(Exercise) Find the string "DrainedBatch" in the data, then copy every line where it is found.

(Task inputs)
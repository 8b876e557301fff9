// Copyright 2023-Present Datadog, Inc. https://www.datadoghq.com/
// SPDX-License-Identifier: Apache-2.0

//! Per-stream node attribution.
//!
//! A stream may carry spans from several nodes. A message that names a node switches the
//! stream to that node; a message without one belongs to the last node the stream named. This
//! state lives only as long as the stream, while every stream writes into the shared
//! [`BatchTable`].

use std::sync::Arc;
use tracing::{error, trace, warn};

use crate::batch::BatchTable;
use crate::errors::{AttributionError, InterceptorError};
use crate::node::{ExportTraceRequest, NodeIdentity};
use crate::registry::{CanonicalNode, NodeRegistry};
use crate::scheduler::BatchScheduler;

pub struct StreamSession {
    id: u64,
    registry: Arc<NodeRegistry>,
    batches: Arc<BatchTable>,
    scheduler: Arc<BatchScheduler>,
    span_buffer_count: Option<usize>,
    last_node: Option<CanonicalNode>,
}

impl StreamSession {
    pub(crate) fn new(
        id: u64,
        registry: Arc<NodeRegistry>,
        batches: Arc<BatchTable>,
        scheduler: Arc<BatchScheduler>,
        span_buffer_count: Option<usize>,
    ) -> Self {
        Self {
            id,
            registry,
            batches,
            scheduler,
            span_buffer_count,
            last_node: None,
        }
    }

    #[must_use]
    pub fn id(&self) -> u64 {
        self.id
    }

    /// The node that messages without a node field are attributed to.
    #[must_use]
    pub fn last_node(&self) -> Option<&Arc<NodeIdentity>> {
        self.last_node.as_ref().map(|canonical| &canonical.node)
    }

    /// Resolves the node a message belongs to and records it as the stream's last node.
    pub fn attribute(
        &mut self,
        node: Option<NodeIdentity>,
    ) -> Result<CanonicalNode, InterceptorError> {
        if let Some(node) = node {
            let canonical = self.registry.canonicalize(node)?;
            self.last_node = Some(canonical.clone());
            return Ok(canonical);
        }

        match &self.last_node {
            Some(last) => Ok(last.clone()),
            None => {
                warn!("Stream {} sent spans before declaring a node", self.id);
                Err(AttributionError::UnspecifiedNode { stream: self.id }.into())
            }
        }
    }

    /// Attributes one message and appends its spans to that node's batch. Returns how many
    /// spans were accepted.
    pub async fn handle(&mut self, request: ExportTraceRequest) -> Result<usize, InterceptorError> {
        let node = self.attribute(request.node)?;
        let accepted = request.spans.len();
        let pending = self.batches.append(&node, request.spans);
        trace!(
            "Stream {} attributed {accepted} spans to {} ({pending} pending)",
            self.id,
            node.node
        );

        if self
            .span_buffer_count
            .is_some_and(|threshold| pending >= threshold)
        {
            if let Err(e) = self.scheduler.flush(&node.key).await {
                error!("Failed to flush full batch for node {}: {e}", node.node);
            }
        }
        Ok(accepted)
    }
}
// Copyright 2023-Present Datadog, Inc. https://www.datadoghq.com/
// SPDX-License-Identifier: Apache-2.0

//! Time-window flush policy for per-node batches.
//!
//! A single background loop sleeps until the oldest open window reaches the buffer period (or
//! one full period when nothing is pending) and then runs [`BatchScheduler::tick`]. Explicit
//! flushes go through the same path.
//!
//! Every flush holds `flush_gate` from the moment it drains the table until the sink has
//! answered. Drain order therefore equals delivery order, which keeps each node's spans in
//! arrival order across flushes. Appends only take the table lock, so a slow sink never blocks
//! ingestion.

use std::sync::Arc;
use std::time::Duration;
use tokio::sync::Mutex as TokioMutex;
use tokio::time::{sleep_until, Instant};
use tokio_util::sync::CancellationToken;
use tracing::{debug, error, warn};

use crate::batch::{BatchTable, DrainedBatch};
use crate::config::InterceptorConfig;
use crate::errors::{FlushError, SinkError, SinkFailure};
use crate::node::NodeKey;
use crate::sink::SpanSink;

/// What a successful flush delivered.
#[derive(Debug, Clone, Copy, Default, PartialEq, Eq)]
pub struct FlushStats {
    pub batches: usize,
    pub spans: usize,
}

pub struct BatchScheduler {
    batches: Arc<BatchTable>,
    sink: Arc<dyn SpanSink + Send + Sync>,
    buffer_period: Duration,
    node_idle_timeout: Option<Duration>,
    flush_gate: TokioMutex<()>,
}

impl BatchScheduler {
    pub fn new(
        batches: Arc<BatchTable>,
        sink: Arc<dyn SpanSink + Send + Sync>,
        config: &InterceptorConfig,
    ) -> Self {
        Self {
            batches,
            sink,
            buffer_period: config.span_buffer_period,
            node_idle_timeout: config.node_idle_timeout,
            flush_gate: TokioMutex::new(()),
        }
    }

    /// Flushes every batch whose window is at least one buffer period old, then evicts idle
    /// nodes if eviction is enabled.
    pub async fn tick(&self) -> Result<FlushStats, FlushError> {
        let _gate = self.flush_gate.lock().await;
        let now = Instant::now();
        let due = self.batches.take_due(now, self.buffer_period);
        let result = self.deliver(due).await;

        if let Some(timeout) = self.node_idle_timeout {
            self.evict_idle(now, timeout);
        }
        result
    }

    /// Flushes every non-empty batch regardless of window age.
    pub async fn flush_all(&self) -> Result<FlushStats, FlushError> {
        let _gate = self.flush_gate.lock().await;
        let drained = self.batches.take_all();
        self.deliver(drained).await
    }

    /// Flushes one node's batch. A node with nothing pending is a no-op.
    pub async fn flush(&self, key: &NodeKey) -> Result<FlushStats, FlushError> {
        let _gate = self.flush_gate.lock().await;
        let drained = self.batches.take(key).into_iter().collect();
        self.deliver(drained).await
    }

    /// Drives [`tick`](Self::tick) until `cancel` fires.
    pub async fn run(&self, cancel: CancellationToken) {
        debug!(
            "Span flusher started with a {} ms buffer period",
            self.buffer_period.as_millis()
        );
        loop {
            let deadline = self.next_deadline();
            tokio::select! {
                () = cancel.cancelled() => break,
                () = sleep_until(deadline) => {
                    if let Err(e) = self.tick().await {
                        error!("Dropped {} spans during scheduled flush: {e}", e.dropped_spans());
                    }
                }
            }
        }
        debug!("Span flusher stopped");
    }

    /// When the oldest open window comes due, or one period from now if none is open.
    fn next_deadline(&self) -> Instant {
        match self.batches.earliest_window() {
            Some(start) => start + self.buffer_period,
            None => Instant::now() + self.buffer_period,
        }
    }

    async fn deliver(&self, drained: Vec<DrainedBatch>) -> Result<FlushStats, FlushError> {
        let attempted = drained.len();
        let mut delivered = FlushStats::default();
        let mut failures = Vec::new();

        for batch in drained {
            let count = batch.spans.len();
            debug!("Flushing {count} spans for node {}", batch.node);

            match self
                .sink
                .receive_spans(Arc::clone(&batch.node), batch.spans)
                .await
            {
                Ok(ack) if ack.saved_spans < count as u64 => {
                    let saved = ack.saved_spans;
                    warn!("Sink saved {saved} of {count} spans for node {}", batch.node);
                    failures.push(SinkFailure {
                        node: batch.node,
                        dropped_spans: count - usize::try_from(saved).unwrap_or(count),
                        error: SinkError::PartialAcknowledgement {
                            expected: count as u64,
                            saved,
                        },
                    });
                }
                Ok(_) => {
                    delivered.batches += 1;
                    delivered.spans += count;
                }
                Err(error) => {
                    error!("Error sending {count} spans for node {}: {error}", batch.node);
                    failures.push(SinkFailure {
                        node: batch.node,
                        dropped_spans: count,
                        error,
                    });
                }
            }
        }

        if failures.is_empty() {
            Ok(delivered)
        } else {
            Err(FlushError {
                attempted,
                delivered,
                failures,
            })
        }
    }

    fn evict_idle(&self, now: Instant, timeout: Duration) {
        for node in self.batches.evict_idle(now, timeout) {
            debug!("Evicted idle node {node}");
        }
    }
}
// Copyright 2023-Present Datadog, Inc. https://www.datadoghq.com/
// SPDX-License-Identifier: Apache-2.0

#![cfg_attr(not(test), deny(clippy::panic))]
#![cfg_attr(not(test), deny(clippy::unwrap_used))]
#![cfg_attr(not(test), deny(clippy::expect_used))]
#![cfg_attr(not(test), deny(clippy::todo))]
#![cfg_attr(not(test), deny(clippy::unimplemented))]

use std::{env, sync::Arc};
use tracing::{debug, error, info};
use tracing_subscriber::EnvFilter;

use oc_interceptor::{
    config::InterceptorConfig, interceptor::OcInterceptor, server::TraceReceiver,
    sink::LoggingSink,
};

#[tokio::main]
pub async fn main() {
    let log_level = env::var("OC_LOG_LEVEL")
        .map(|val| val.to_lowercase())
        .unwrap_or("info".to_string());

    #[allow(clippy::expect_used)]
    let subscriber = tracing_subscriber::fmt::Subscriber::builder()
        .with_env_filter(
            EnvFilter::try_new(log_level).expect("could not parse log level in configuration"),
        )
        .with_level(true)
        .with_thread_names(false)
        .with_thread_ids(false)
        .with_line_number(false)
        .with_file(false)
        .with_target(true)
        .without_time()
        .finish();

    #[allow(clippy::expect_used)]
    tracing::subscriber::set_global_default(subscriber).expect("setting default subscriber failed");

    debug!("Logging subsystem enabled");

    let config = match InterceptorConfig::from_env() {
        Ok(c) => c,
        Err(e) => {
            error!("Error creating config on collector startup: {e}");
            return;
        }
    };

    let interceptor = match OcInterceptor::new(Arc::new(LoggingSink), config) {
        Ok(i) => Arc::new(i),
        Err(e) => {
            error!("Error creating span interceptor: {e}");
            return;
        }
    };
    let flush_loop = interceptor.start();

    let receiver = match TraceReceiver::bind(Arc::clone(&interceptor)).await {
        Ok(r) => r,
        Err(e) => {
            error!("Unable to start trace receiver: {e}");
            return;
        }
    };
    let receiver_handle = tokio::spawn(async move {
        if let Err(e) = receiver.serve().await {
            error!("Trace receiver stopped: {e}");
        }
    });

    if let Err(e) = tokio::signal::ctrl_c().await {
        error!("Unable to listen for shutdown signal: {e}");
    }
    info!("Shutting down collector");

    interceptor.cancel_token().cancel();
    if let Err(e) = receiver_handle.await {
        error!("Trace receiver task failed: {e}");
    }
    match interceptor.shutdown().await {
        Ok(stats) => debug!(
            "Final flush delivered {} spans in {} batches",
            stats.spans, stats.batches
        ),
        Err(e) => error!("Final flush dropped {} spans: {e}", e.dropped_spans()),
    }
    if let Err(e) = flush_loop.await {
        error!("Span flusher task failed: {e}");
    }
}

(Exercise result)
use crate::batch::{BatchTable, DrainedBatch};
    async fn deliver(&self, drained: Vec<DrainedBatch>) -> Result<FlushStats, FlushError> {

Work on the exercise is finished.